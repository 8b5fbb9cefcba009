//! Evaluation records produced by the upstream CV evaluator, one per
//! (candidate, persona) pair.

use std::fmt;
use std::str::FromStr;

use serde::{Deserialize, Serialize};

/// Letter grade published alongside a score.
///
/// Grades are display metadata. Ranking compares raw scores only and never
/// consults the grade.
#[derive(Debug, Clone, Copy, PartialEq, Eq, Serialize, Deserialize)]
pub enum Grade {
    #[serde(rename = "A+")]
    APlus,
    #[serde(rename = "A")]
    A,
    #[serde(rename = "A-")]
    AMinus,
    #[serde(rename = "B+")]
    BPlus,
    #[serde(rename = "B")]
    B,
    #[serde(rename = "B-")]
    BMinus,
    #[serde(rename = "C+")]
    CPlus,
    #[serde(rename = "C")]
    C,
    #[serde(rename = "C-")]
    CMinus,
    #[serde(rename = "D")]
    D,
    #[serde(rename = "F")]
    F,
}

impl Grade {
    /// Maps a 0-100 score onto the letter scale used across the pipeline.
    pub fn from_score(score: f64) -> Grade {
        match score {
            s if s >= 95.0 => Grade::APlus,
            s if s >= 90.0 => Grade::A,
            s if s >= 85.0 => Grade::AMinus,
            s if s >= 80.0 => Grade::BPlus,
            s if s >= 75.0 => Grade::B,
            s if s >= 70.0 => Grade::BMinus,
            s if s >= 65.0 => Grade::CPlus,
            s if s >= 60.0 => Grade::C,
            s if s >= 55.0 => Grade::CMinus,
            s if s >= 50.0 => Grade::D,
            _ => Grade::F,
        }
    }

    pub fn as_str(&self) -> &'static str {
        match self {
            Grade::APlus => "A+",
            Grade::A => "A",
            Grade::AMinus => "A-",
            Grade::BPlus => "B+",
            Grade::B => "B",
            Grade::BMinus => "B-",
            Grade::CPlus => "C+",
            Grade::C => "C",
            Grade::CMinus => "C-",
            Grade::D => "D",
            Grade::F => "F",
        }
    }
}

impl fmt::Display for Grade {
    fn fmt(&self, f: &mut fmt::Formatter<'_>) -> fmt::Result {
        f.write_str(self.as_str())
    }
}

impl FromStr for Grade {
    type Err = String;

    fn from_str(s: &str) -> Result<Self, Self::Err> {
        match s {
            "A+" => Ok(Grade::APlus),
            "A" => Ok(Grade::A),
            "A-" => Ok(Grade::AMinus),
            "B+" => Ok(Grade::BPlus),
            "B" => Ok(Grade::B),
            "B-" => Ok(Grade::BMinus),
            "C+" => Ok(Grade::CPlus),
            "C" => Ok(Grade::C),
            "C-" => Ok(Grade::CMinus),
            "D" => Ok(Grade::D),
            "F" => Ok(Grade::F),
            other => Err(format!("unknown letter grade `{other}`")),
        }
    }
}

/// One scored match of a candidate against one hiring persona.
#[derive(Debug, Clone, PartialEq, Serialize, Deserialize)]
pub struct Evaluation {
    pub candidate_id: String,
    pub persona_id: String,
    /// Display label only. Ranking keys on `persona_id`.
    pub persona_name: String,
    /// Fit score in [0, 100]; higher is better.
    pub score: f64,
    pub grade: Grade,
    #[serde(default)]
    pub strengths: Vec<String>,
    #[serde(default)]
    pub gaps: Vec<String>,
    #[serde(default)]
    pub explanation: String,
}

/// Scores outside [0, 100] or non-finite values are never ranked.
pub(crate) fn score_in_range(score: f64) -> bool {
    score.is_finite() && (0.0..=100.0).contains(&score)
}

○ ○ ○ ○ ○

§ **Task instructions**:
Return exactly the lines of the listing that run from the one containing "#[derive(Debug, Clone, PartialEq, Serialize, Deserialize)]" through the last, and no others.

§ **Answer to the problem**:
#[derive(Debug, Clone, PartialEq, Serialize, Deserialize)]
pub struct Evaluation {
    pub candidate_id: String,
    pub persona_id: String,
    /// Display label only. Ranking keys on `persona_id`.
    pub persona_name: String,
    /// Fit score in [0, 100]; higher is better.
    pub score: f64,
    pub grade: Grade,
    #[serde(default)]
    pub strengths: Vec<String>,
    #[serde(default)]
    pub gaps: Vec<String>,
    #[serde(default)]
    pub explanation: String,
}

/// Scores outside [0, 100] or non-finite values are never ranked.
pub(crate) fn score_in_range(score: f64) -> bool {
    score.is_finite() && (0.0..=100.0).contains(&score)
}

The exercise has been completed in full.